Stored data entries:
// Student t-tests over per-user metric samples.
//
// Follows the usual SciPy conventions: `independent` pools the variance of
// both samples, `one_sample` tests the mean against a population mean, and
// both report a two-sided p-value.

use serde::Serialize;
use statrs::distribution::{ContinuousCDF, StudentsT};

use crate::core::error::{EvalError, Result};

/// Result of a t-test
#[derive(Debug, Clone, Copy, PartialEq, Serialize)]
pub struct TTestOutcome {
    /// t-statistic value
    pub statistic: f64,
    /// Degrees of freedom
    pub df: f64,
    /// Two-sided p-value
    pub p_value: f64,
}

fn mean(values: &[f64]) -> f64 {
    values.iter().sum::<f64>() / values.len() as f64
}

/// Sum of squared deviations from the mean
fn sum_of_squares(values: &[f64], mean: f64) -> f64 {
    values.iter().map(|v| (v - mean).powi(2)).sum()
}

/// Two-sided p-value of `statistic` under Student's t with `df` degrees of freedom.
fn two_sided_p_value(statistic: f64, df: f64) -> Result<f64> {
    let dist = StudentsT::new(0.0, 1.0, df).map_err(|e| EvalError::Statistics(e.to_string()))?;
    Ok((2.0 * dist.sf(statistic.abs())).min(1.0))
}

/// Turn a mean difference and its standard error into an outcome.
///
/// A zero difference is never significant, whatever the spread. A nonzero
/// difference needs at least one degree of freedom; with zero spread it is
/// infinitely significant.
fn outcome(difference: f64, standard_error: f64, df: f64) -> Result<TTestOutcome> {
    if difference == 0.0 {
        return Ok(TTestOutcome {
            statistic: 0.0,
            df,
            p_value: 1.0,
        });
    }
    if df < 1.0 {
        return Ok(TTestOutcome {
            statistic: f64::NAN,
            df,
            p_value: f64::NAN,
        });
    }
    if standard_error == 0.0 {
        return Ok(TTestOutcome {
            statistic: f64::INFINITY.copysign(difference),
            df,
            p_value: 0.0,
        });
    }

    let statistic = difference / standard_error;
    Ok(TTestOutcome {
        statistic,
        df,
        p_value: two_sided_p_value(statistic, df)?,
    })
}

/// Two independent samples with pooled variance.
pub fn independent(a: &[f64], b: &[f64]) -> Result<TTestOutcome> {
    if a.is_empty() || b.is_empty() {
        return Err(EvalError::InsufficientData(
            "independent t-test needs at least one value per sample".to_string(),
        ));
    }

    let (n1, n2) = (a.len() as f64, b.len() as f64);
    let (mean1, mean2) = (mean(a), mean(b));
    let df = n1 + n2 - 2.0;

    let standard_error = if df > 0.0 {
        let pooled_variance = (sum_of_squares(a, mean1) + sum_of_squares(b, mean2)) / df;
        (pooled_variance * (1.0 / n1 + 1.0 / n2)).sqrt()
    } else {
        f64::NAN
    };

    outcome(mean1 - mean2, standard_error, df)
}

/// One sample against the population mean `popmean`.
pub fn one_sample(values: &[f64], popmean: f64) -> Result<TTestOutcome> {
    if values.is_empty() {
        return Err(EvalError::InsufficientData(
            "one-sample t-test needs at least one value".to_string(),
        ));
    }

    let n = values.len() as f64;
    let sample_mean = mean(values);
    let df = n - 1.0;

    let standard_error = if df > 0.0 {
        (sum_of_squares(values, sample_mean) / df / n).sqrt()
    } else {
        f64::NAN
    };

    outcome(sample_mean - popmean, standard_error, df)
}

- TASK OBJECTIVE -
The lines to return are those in the records above that hold the word "Result".

- ANSWER SPACE -
use crate::core::error::{EvalError, Result};
/// Result of a t-test
fn two_sided_p_value(statistic: f64, df: f64) -> Result<f64> {
fn outcome(difference: f64, standard_error: f64, df: f64) -> Result<TTestOutcome> {
pub fn independent(a: &[f64], b: &[f64]) -> Result<TTestOutcome> {
pub fn one_sample(values: &[f64], popmean: f64) -> Result<TTestOutcome> {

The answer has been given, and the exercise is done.